As he got behind the wheel he could see Dom Caruso on the sidewalk, fifty yards straight in front of him, changing out his magazine and firing again on the North Koreans. Jack said, “I’m on you in ten seconds!” And then he floored the Mitsubishi.
He heard bullets tear through the metal of the vehicle as he raced on, and the shattering of glass in the back.
“You okay back there?” he asked, careful not to use any names this close to their prisoner.
Chavez replied, “You just get us out of this and we’re fine. He’s got a GSW to his leg, but he’ll make it.”
Jack saw Dom Caruso stand from his crouch and begin running toward the minivan that was quickly approaching him. But Jack saw something Caruso did not. Behind him on his left, the POLISI car was racing across the street, directly toward Caruso from his left side. They were going to try to get in front of this shooter and cut him off.
Jack shouted, “Hang on back there!” He turned his wheel to the right, raced past a confused Caruso, and slammed the front of his Mitsubishi into the front-left quarter-panel of the police car, spinning it forty-five degrees and smashing the front left tire.
Jack’s airbag deployed, smacking him in the face. Cops inside the vehicle would probably be dazed from the impact, and they’d certainly be pissed, but this was a hell of a lot better than the Campus team getting arrested and held in Indonesia on weapons and kidnapping charges.
Dom turned around and ran back to the Mitsubishi and dove into the open back door, on top of Ding and the prisoner, who by now was crushed facedown on the floorboard. Dom closed the door behind him, Jack waved away the chalky dust from the deployment of his airbag, and he pushed his minivan forward through the damaged police car, while the snaps of handgun rounds continued striking the vehicle.
“Heads down!” Jack yelled.
As he drove past the cop car he looked down at the stunned and dazed police, through their cracked windshield.
“Sorry, guys,” he said, but they couldn’t hear him.
He floored it now, charging east, and then he made a hard left and raced northeast to the exit of the square.
In the backseat the prisoner was pulled into a sitting position. He moaned in pain for a moment, then he shouted, “Listen to me! You have to—”
Chavez put the barrel of his pistol in the man’s open mouth. “Trust me, you’ll have plenty of people who want to hear you talk. I’m just not one of them.” Chavez now turned to Dom. “This guy is a screamer. He tried to lead the DPRK goons to us in the trees.”
Dom Caruso said, “I’m gettin’ the tape!”
“Good deal,” replied Chavez.
Seconds later Dom used electrical tape from his personal medical kit to tape the man’s mouth shut. Ding then rolled the man on his stomach and looked over his calf wound more closely, used gauze and tape from his own kit to stop the bleeding. It wasn’t bad at all, but it would be messy if he didn’t stanch the flow.

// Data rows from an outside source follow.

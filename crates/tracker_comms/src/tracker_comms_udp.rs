use std::{
    net::{Ipv4Addr, SocketAddr, SocketAddrV4},
    time::Duration,
};

use anyhow::{Context, bail};
use async_trait::async_trait;
use libfakeseed_core::hash_id::Id20;
use tracing::trace;
use url::Url;

use crate::tracker_comms::{AnnounceEvent, AnnounceRequest, AnnounceResponse, Announcer};

const ACTION_CONNECT: u32 = 0;
const ACTION_ANNOUNCE: u32 = 1;
const ACTION_ERROR: u32 = 3;

pub const EVENT_NONE: u32 = 0;
pub const EVENT_COMPLETED: u32 = 1;
pub const EVENT_STARTED: u32 = 2;
pub const EVENT_STOPPED: u32 = 3;

pub type ConnectionId = u64;
const CONNECTION_ID_MAGIC: ConnectionId = 0x41727101980;

pub type TransactionId = u32;

pub fn new_transaction_id() -> TransactionId {
    rand::random()
}

fn event_code(event: AnnounceEvent) -> u32 {
    match event {
        AnnounceEvent::None => EVENT_NONE,
        AnnounceEvent::Completed => EVENT_COMPLETED,
        AnnounceEvent::Started => EVENT_STARTED,
        AnnounceEvent::Stopped => EVENT_STOPPED,
    }
}

#[derive(Debug)]
pub struct AnnounceFields {
    pub info_hash: Id20,
    pub peer_id: Id20,
    pub downloaded: u64,
    pub left: u64,
    pub uploaded: u64,
    pub event: u32,
    pub key: u32,
    pub num_want: i32,
    pub port: u16,
}

impl From<&AnnounceRequest> for AnnounceFields {
    fn from(r: &AnnounceRequest) -> Self {
        Self {
            info_hash: r.info_hash,
            peer_id: r.peer_id,
            downloaded: r.downloaded,
            left: r.left,
            uploaded: r.uploaded,
            event: event_code(r.event),
            key: r.key,
            num_want: i32::try_from(r.num_want).unwrap_or(-1),
            port: r.port,
        }
    }
}

#[derive(Debug)]
pub enum Request {
    Connect,
    Announce(ConnectionId, AnnounceFields),
}

impl Request {
    pub fn serialize(&self, transaction_id: TransactionId, buf: &mut Vec<u8>) -> usize {
        let cur_len = buf.len();
        match self {
            Request::Connect => {
                buf.extend_from_slice(&CONNECTION_ID_MAGIC.to_be_bytes());
                buf.extend_from_slice(&ACTION_CONNECT.to_be_bytes());
                buf.extend_from_slice(&transaction_id.to_be_bytes());
            }
            Request::Announce(connection_id, fields) => {
                buf.extend_from_slice(&connection_id.to_be_bytes());
                buf.extend_from_slice(&ACTION_ANNOUNCE.to_be_bytes());
                buf.extend_from_slice(&transaction_id.to_be_bytes());
                buf.extend_from_slice(&fields.info_hash.0);
                buf.extend_from_slice(&fields.peer_id.0);
                buf.extend_from_slice(&fields.downloaded.to_be_bytes());
                buf.extend_from_slice(&fields.left.to_be_bytes());
                buf.extend_from_slice(&fields.uploaded.to_be_bytes());
                buf.extend_from_slice(&fields.event.to_be_bytes());
                buf.extend_from_slice(&0u32.to_be_bytes()); // ip address 0
                buf.extend_from_slice(&fields.key.to_be_bytes());
                buf.extend_from_slice(&fields.num_want.to_be_bytes());
                buf.extend_from_slice(&fields.port.to_be_bytes());
            }
        }
        buf.len() - cur_len
    }
}

#[derive(Debug)]
pub struct UdpAnnounceResponse {
    pub interval: u32,
    pub leechers: u32,
    pub seeders: u32,
    pub addrs: Vec<SocketAddrV4>,
}

#[derive(Debug)]
pub enum Response {
    Connect(ConnectionId),
    Announce(UdpAnnounceResponse),
    Error(String),
}

fn take<const N: usize>(buf: &[u8]) -> anyhow::Result<([u8; N], &[u8])> {
    if buf.len() < N {
        bail!("expected {} bytes, got {}", N, buf.len());
    }
    let (head, rest) = buf.split_at(N);
    let mut arr = [0u8; N];
    arr.copy_from_slice(head);
    Ok((arr, rest))
}

fn take_u32(buf: &[u8]) -> anyhow::Result<(u32, &[u8])> {
    let (b, rest) = take::<4>(buf)?;
    Ok((u32::from_be_bytes(b), rest))
}

impl Response {
    pub fn parse(buf: &[u8]) -> anyhow::Result<(TransactionId, Self)> {
        let (action, buf) = take_u32(buf).context("can't parse action")?;
        let (tid, buf) = take_u32(buf).context("can't parse transaction id")?;
        let response = match action {
            ACTION_CONNECT => {
                let (connection_id, rest) = take::<8>(buf).context("can't parse connection id")?;
                if !rest.is_empty() {
                    bail!("{} trailing bytes after connect response", rest.len());
                }
                Response::Connect(u64::from_be_bytes(connection_id))
            }
            ACTION_ANNOUNCE => {
                let (interval, b) = take_u32(buf).context("can't parse interval")?;
                let (leechers, b) = take_u32(b).context("can't parse leechers")?;
                let (seeders, b) = take_u32(b).context("can't parse seeders")?;
                if b.len() % 6 != 0 {
                    bail!("peer list length {} is not a multiple of 6", b.len());
                }
                let addrs = b
                    .chunks_exact(6)
                    .map(|c| {
                        SocketAddrV4::new(
                            Ipv4Addr::new(c[0], c[1], c[2], c[3]),
                            u16::from_be_bytes([c[4], c[5]]),
                        )
                    })
                    .collect();
                Response::Announce(UdpAnnounceResponse {
                    interval,
                    leechers,
                    seeders,
                    addrs,
                })
            }
            ACTION_ERROR => Response::Error(String::from_utf8_lossy(buf).into_owned()),
            _ => bail!("unsupported action {action}"),
        };
        Ok((tid, response))
    }
}

async fn resolve(tracker: &Url) -> anyhow::Result<SocketAddr> {
    let host = tracker.host_str().context("missing host")?;
    let port = tracker.port().context("missing port")?;
    // The url crate keeps brackets around IPv6 hosts.
    let host = host.trim_start_matches('[').trim_end_matches(']');
    tokio::net::lookup_host((host, port))
        .await
        .with_context(|| format!("error looking up hostname {host}"))?
        .next()
        .with_context(|| format!("zero addresses returned looking up {host}"))
}

/// One connect + announce exchange per call (BEP-15). Connection ids are not cached:
/// announces are minutes apart, and ids expire after two.
#[derive(Default)]
pub struct UdpAnnouncer {}

impl UdpAnnouncer {
    async fn exchange(
        sock: &tokio::net::UdpSocket,
        request: Request,
        read_buf: &mut [u8],
    ) -> anyhow::Result<Response> {
        let tid = new_transaction_id();
        let mut write_buf = Vec::new();
        let size = request.serialize(tid, &mut write_buf);
        trace!(?request, tid, "sending");
        sock.send(&write_buf[..size])
            .await
            .context("error sending to socket")?;
        let size = sock
            .recv(read_buf)
            .await
            .context("error receiving from socket")?;
        let (rtid, response) =
            Response::parse(&read_buf[..size]).context("error parsing response")?;
        if tid != rtid {
            bail!("expected transaction id {tid}, got {rtid}");
        }
        if let Response::Error(msg) = response {
            bail!("tracker returned error: {msg}");
        }
        Ok(response)
    }

    async fn announce_inner(
        &self,
        tracker: &Url,
        request: &AnnounceRequest,
    ) -> anyhow::Result<AnnounceResponse> {
        let addr = resolve(tracker).await?;
        let bind_addr: SocketAddr = if addr.is_ipv4() {
            "0.0.0.0:0".parse()?
        } else {
            "[::]:0".parse()?
        };
        let sock = tokio::net::UdpSocket::bind(bind_addr)
            .await
            .context("error binding UDP socket")?;
        sock.connect(addr)
            .await
            .context("error connecting UDP socket")?;

        let mut read_buf = vec![0u8; 4096];
        let connection_id = match Self::exchange(&sock, Request::Connect, &mut read_buf).await? {
            Response::Connect(connection_id) => connection_id,
            other => bail!("unexpected response {other:?}, expected connect"),
        };
        trace!(connection_id);

        let request = Request::Announce(connection_id, request.into());
        match Self::exchange(&sock, request, &mut read_buf).await? {
            Response::Announce(r) => Ok(AnnounceResponse {
                interval: Duration::from_secs(r.interval as u64),
                min_interval: None,
                seeders: r.seeders,
                leechers: r.leechers,
                peers: r.addrs.into_iter().map(SocketAddr::V4).collect(),
                warning_message: None,
            }),
            other => bail!("unexpected response {other:?}, expected announce"),
        }
    }
}

#[async_trait]
impl Announcer for UdpAnnouncer {
    async fn announce(
        &self,
        tracker: &Url,
        request: &AnnounceRequest,
        deadline: Duration,
    ) -> anyhow::Result<AnnounceResponse> {
        if tracker.scheme() != "udp" {
            bail!("expected UDP scheme in {tracker}");
        }
        tokio::time::timeout(deadline, self.announce_inner(tracker, request))
            .await
            .with_context(|| format!("timeout announcing to {tracker}"))?
    }
}

#[cfg(test)]
mod tests {
    use super::*;

    #[test]
    fn test_serialize_announce() {
        let request = AnnounceRequest {
            info_hash: Id20::new([1; 20]),
            peer_id: Id20::new([2; 20]),
            uploaded: 3,
            downloaded: 4,
            left: 5,
            corrupt: 0,
            event: AnnounceEvent::Started,
            key: 7,
            num_want: 50,
            port: 6881,
        };
        let mut buf = Vec::new();
        let size = Request::Announce(42, (&request).into()).serialize(9, &mut buf);
        assert_eq!(size, 98);
        assert_eq!(&buf[..8], &42u64.to_be_bytes());
        assert_eq!(&buf[8..12], &ACTION_ANNOUNCE.to_be_bytes());
        assert_eq!(&buf[12..16], &9u32.to_be_bytes());
        assert_eq!(&buf[80..84], &EVENT_STARTED.to_be_bytes());
        assert_eq!(&buf[92..96], &50i32.to_be_bytes());
        assert_eq!(&buf[96..98], &6881u16.to_be_bytes());
    }

    #[test]
    fn test_parse_announce() {
        let mut b = Vec::new();
        b.extend_from_slice(&ACTION_ANNOUNCE.to_be_bytes());
        b.extend_from_slice(&5u32.to_be_bytes());
        b.extend_from_slice(&1800u32.to_be_bytes());
        b.extend_from_slice(&12u32.to_be_bytes());
        b.extend_from_slice(&3u32.to_be_bytes());
        b.extend_from_slice(&[127, 0, 0, 1, 0x1a, 0xe1]);
        let (tid, response) = Response::parse(&b).unwrap();
        assert_eq!(tid, 5);
        match response {
            Response::Announce(r) => {
                assert_eq!(r.interval, 1800);
                assert_eq!(r.leechers, 12);
                assert_eq!(r.seeders, 3);
                assert_eq!(r.addrs, vec!["127.0.0.1:6881".parse().unwrap()]);
            }
            other => panic!("unexpected response {other:?}"),
        }
    }

    #[test]
    fn test_parse_error_and_truncated() {
        let mut b = Vec::new();
        b.extend_from_slice(&ACTION_ERROR.to_be_bytes());
        b.extend_from_slice(&1u32.to_be_bytes());
        b.extend_from_slice(b"bad info hash");
        match Response::parse(&b).unwrap() {
            (1, Response::Error(msg)) => assert_eq!(msg, "bad info hash"),
            other => panic!("unexpected {other:?}"),
        }
        assert!(Response::parse(&[0, 0, 0]).is_err());
    }
}
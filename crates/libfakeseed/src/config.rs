use std::{path::Path, time::Duration};

use anyhow::Context;
use serde::{Deserialize, Serialize};
use serde_with::serde_as;

use crate::Error;

const KIB: u64 = 1024;

/// How much fake upload to hand out, and how often.
#[serde_as]
#[derive(Clone, Debug, Serialize, Deserialize, PartialEq, Eq)]
#[serde(default)]
pub struct BandwidthConfig {
    /// Lower bound of the global upload rate, bytes per second.
    pub min_upload_rate: u64,
    /// Upper bound of the global upload rate, bytes per second.
    pub max_upload_rate: u64,

    /// How often a new global rate is drawn from `[min_upload_rate, max_upload_rate]`.
    #[serde_as(as = "serde_with::DurationSeconds")]
    pub refresh_interval: Duration,

    /// How often uploaded bytes are credited to the torrents.
    #[serde_as(as = "serde_with::DurationSeconds")]
    pub seed_increment_interval: Duration,
}

impl Default for BandwidthConfig {
    fn default() -> Self {
        Self {
            min_upload_rate: 30 * KIB,
            max_upload_rate: 160 * KIB,
            refresh_interval: Duration::from_secs(20 * 60),
            seed_increment_interval: Duration::from_secs(5),
        }
    }
}

impl BandwidthConfig {
    pub fn validate(&self) -> Result<(), Error> {
        if self.min_upload_rate > self.max_upload_rate {
            return Err(Error::InvalidBandwidthRange {
                min: self.min_upload_rate,
                max: self.max_upload_rate,
            });
        }
        if self.seed_increment_interval.is_zero() {
            return Err(Error::ZeroSeedIncrementInterval);
        }
        Ok(())
    }
}

/// What the emulated client is able to do when talking to trackers.
#[derive(Clone, Copy, Debug, Serialize, Deserialize, PartialEq, Eq)]
#[serde(default)]
pub struct AnnouncePolicy {
    pub supports_http_announce: bool,
    pub supports_udp_announce: bool,
    pub supports_announce_list: bool,
    pub announce_to_all_tiers: bool,
    pub announce_to_all_trackers_in_tier: bool,
}

impl Default for AnnouncePolicy {
    fn default() -> Self {
        Self {
            supports_http_announce: true,
            supports_udp_announce: true,
            supports_announce_list: true,
            announce_to_all_tiers: false,
            announce_to_all_trackers_in_tier: false,
        }
    }
}

#[derive(Clone, Debug, Serialize, Deserialize, PartialEq, Eq)]
#[serde(default)]
pub struct ClientConfig {
    /// Two letter Azureus-style client code, e.g. "qB".
    pub client_code: String,
    pub client_version: [u8; 4],
    /// The port we pretend to listen on. Trackers don't accept 0.
    pub port: u16,
    pub num_want: u32,
    pub num_want_on_stop: u32,
    pub announce_policy: AnnouncePolicy,
}

impl Default for ClientConfig {
    fn default() -> Self {
        Self {
            client_code: "qB".to_owned(),
            client_version: [4, 6, 0, 0],
            port: 51413,
            num_want: 200,
            num_want_on_stop: 0,
            announce_policy: Default::default(),
        }
    }
}

impl ClientConfig {
    pub fn client_code_bytes(&self) -> Result<[u8; 2], Error> {
        match self.client_code.as_bytes() {
            [a, b] if a.is_ascii() && b.is_ascii() => Ok([*a, *b]),
            _ => Err(Error::InvalidClientCode(self.client_code.clone())),
        }
    }
}

#[serde_as]
#[derive(Clone, Debug, Serialize, Deserialize, PartialEq, Eq)]
#[serde(default)]
pub struct SeedConfig {
    pub bandwidth: BandwidthConfig,
    pub client: ClientConfig,

    /// Deadline for a regular announce.
    #[serde_as(as = "serde_with::DurationSeconds")]
    pub announce_timeout: Duration,

    /// How long stopping a torrent (or the whole session) may take.
    #[serde_as(as = "serde_with::DurationSeconds")]
    pub stop_timeout: Duration,
}

impl Default for SeedConfig {
    fn default() -> Self {
        Self {
            bandwidth: Default::default(),
            client: Default::default(),
            announce_timeout: Duration::from_secs(30),
            stop_timeout: Duration::from_secs(10),
        }
    }
}

impl SeedConfig {
    pub fn validate(&self) -> Result<(), Error> {
        self.bandwidth.validate()?;
        self.client.client_code_bytes()?;
        Ok(())
    }

    pub fn from_json_file(path: &Path) -> anyhow::Result<Self> {
        let content = std::fs::read_to_string(path)
            .with_context(|| format!("error reading config file {path:?}"))?;
        let config: SeedConfig = serde_json::from_str(&content)
            .with_context(|| format!("error deserializing config file {path:?}"))?;
        config.validate().context("invalid configuration")?;
        Ok(config)
    }
}

#[cfg(test)]
mod tests {
    use super::*;

    #[test]
    fn test_partial_json_uses_defaults() {
        let config: SeedConfig = serde_json::from_str(
            r#"{
                "bandwidth": {"min_upload_rate": 1000, "max_upload_rate": 2000, "refresh_interval": 60},
                "client": {"announce_policy": {"announce_to_all_tiers": true}}
            }"#,
        )
        .unwrap();
        assert_eq!(config.bandwidth.min_upload_rate, 1000);
        assert_eq!(config.bandwidth.refresh_interval, Duration::from_secs(60));
        assert_eq!(
            config.bandwidth.seed_increment_interval,
            Duration::from_secs(5)
        );
        assert!(config.client.announce_policy.announce_to_all_tiers);
        assert!(config.client.announce_policy.supports_announce_list);
        assert_eq!(config.client.port, 51413);
        config.validate().unwrap();
    }

    #[test]
    fn test_validate() {
        let mut config = SeedConfig::default();
        config.bandwidth.min_upload_rate = 10;
        config.bandwidth.max_upload_rate = 5;
        assert!(matches!(
            config.validate(),
            Err(Error::InvalidBandwidthRange { min: 10, max: 5 })
        ));

        let mut config = SeedConfig::default();
        config.client.client_code = "qBt".into();
        assert!(matches!(
            config.validate(),
            Err(Error::InvalidClientCode(_))
        ));
    }
}
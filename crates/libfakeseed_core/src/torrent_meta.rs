use rand::{Rng, seq::SliceRandom};
use serde::{Deserialize, Serialize};

use crate::hash_id::Id20;

/// What the seeder needs to know about a torrent. Parsing .torrent files is left to
/// whoever produces these; the seeder only cares about trackers and the info hash.
#[derive(Serialize, Deserialize, Debug, Clone, PartialEq, Eq)]
pub struct TorrentMeta {
    pub info_hash: Id20,
    #[serde(default, skip_serializing_if = "Option::is_none")]
    pub name: Option<String>,
    /// Total length of the torrent content in bytes. We always pretend to have all of it.
    #[serde(default)]
    pub size: u64,
    #[serde(default, skip_serializing_if = "Option::is_none")]
    pub announce: Option<String>,
    #[serde(
        rename = "announce-list",
        alias = "announce_list",
        default = "Vec::new",
        skip_serializing_if = "Vec::is_empty"
    )]
    pub announce_list: Vec<Vec<String>>,
}

impl TorrentMeta {
    pub fn new(info_hash: Id20) -> Self {
        Self {
            info_hash,
            name: None,
            size: 0,
            announce: None,
            announce_list: Vec::new(),
        }
    }

    pub fn display_name(&self) -> String {
        match &self.name {
            Some(name) => name.clone(),
            None => self.info_hash.as_string(),
        }
    }

    /// BEP-12: the trackers within each tier are shuffled once, when the torrent is loaded.
    /// Tier order is preserved.
    pub fn shuffle_announce_list(&mut self, rng: &mut impl Rng) {
        for tier in self.announce_list.iter_mut() {
            tier.shuffle(rng);
        }
    }
}

#[cfg(test)]
mod tests {
    use rand::{SeedableRng, rngs::StdRng};

    use super::*;

    #[test]
    fn test_shuffle_keeps_tiers() {
        let mut meta = TorrentMeta::new(Id20::default());
        meta.announce_list = vec![
            (0..10).map(|i| format!("http://a{i}/announce")).collect(),
            vec!["http://b/announce".to_owned()],
        ];
        let before = meta.announce_list.clone();
        let mut rng = StdRng::seed_from_u64(42);
        meta.shuffle_announce_list(&mut rng);

        assert_eq!(meta.announce_list.len(), 2);
        assert_eq!(meta.announce_list[1], before[1]);
        let mut first = meta.announce_list[0].clone();
        first.sort();
        let mut expected = before[0].clone();
        expected.sort();
        assert_eq!(first, expected);
    }

    #[test]
    fn test_deserialize_manifest_entry() {
        let json = r#"{
            "info_hash": "775459190aa65566591634203f8d9f17d341f969",
            "name": "ubuntu",
            "size": 1024,
            "announce": "http://t0/a",
            "announce-list": [["http://t1/a", "udp://t1:80"], ["http://t2/a"]]
        }"#;
        let meta: TorrentMeta = serde_json::from_str(json).unwrap();
        assert_eq!(meta.display_name(), "ubuntu");
        assert_eq!(meta.announce.as_deref(), Some("http://t0/a"));
        assert_eq!(meta.announce_list.len(), 2);
        assert_eq!(meta.announce_list[0][1], "udp://t1:80");
    }
}
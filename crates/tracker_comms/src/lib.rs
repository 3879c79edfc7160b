mod tracker_comms;
pub mod tracker_comms_http;
pub mod tracker_comms_udp;

pub use tracker_comms::*;
use std::{path::PathBuf, sync::Arc, time::Duration};

use anyhow::Context;
use clap::{Parser, ValueEnum};
use libfakeseed::{
    Session, SessionOptions,
    config::SeedConfig,
    events::SeedEvent,
    manifest::load_manifest,
    spawn_utils::spawn,
    tracing_subscriber_config_utils::{InitLoggingOptions, init_logging},
};
use size_format::SizeFormatterBinary as SF;
use tokio::{io::AsyncBufReadExt, sync::broadcast::error::RecvError};
use tracing::{debug, error_span, info, warn};

#[derive(Debug, Clone, Copy, ValueEnum)]
enum LogLevel {
    Trace,
    Debug,
    Info,
    Warn,
    Error,
}

#[derive(Parser)]
#[command(version, author, about)]
struct Opts {
    /// The console loglevel
    #[arg(value_enum, short = 'v')]
    log_level: Option<LogLevel>,

    /// The log filename to also write to in addition to the console.
    #[arg(long = "log-file", env = "FAKESEED_LOG_FILE")]
    log_file: Option<String>,

    /// The value for RUST_LOG in the log file
    #[arg(
        long = "log-file-rust-log",
        default_value = "info,libfakeseed=debug",
        env = "FAKESEED_LOG_FILE_RUST_LOG"
    )]
    log_file_rust_log: String,

    /// JSON configuration file. Defaults are used for anything missing.
    #[arg(short = 'c', long = "config", env = "FAKESEED_CONFIG")]
    config: Option<PathBuf>,

    /// How long to wait for trackers to acknowledge STOP on exit, e.g. 10s.
    /// Overrides the configuration file.
    #[arg(long = "stop-timeout", value_parser = parse_duration::parse)]
    stop_timeout: Option<Duration>,

    /// How often to print stats, e.g. 1m. 0 disables.
    #[arg(long = "stats-interval", value_parser = parse_duration::parse, default_value = "1m")]
    stats_interval: Duration,

    /// Read new RUST_LOG values from stdin, one per line.
    #[arg(long = "reload-log-from-stdin")]
    reload_log_from_stdin: bool,

    /// Set this flag if you want to use tokio's single threaded runtime.
    #[arg(short, long)]
    single_thread_runtime: bool,

    /// How many threads to spawn for the executor.
    #[arg(short = 't', long)]
    worker_threads: Option<usize>,

    /// Torrent manifests (JSON) to seed.
    #[arg(required = true)]
    manifests: Vec<PathBuf>,
}

fn main() -> anyhow::Result<()> {
    let opts = Opts::parse();

    let mut rt_builder = match opts.single_thread_runtime {
        true => tokio::runtime::Builder::new_current_thread(),
        false => {
            let mut b = tokio::runtime::Builder::new_multi_thread();
            if let Some(e) = opts.worker_threads {
                b.worker_threads(e);
            }
            b
        }
    };

    let rt = rt_builder.enable_time().enable_io().build()?;

    rt.block_on(async_main(opts))
}

async fn async_main(opts: Opts) -> anyhow::Result<()> {
    let log_config = init_logging(InitLoggingOptions {
        default_rust_log_value: Some(match opts.log_level.unwrap_or(LogLevel::Info) {
            LogLevel::Trace => "trace",
            LogLevel::Debug => "debug",
            LogLevel::Info => "info",
            LogLevel::Warn => "warn",
            LogLevel::Error => "error",
        }),
        log_file: opts.log_file.as_deref(),
        log_file_rust_log: Some(&opts.log_file_rust_log),
    })?;

    if opts.reload_log_from_stdin {
        let reload_tx = log_config.rust_log_reload_tx;
        spawn(error_span!("stdin_rust_log_reader"), async move {
            let mut lines = tokio::io::BufReader::new(tokio::io::stdin()).lines();
            while let Some(line) = lines.next_line().await.context("error reading stdin")? {
                let line = line.trim();
                if line.is_empty() {
                    continue;
                }
                if reload_tx.send(line.to_owned()).is_err() {
                    break;
                }
            }
            Ok(())
        });
    }

    let mut config = match &opts.config {
        Some(path) => SeedConfig::from_json_file(path)?,
        None => SeedConfig::default(),
    };
    if let Some(stop_timeout) = opts.stop_timeout {
        config.stop_timeout = stop_timeout;
    }

    let session = Session::new(SessionOptions {
        config,
        ..Default::default()
    })
    .context("error initializing fakeseed session")?;
    info!(peer_id = ?session.peer_id(), "session created");

    for path in opts.manifests.iter() {
        for meta in load_manifest(path)? {
            let name = meta.display_name();
            if let Err(e) = session.add_torrent(meta) {
                warn!(%name, "error adding torrent: {e:#}");
            }
        }
    }
    if session.torrents().is_empty() {
        anyhow::bail!("no torrents to seed");
    }

    spawn(
        error_span!("event_logger"),
        log_events(session.events().subscribe()),
    );
    if !opts.stats_interval.is_zero() {
        spawn(
            error_span!("stats_printer"),
            print_stats(session.clone(), opts.stats_interval),
        );
    }

    session.start();
    tokio::signal::ctrl_c()
        .await
        .context("error waiting for Ctrl-C")?;
    info!("Ctrl-C received, stopping");
    session.stop().await;
    print_summary(&session);
    Ok(())
}

async fn log_events(mut rx: tokio::sync::broadcast::Receiver<SeedEvent>) -> anyhow::Result<()> {
    loop {
        match rx.recv().await {
            Ok(SeedEvent::AnnounceFailed {
                info_hash,
                tracker,
                event,
                error,
            }) => {
                warn!(info_hash = %info_hash.short(), %tracker, %event, "announce failed: {error}")
            }
            Ok(SeedEvent::AnnounceSucceeded {
                info_hash,
                tracker,
                event,
                interval_secs,
                seeders,
                leechers,
            }) => info!(
                info_hash = %info_hash.short(),
                %tracker,
                %event,
                interval_secs,
                seeders,
                leechers,
                "announced"
            ),
            Ok(SeedEvent::GlobalBandwidthChanged { bytes_per_second }) => {
                info!("upload rate is now {}/s", SF::new(bytes_per_second))
            }
            Ok(e) => debug!(event = ?e),
            Err(RecvError::Lagged(n)) => warn!(skipped = n, "event logger fell behind"),
            Err(RecvError::Closed) => return Ok(()),
        }
    }
}

async fn print_stats(session: Arc<Session>, every: Duration) -> anyhow::Result<()> {
    loop {
        tokio::time::sleep(every).await;
        if !session.is_running() {
            continue;
        }
        info!(
            "upload rate {}/s, {} torrents",
            SF::new(session.current_bandwidth()),
            session.torrents().len()
        );
        print_summary(&session);
    }
}

fn print_summary(session: &Session) {
    for t in session.torrents() {
        info!(
            "[{}] {:?}: uploaded {}, seeders {}, leechers {}",
            t.name,
            t.state,
            SF::new(t.stats.uploaded),
            t.swarm.seeders,
            t.swarm.leechers,
        );
    }
}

From the front Jack said, “Something just occurred to me. Either I’m the luckiest dude in the world for finding this van at the particular corner of the park I exited, or they have other vehicles around the square. That means they have other guys mobile who can chase us.”
Chavez said, “And they know what kind of vehicle we’re in, seeing how it’s theirs and all.”
“Yeah,” Jack conceded. “Good point. I’m going to go back to the parking lot to the west. We’ll transfer into our rental to take back to the airport.”
“Do it, but watch out for trouble.”
“Sure,” Jack quipped. “We sure wouldn’t want anything bad to happen.”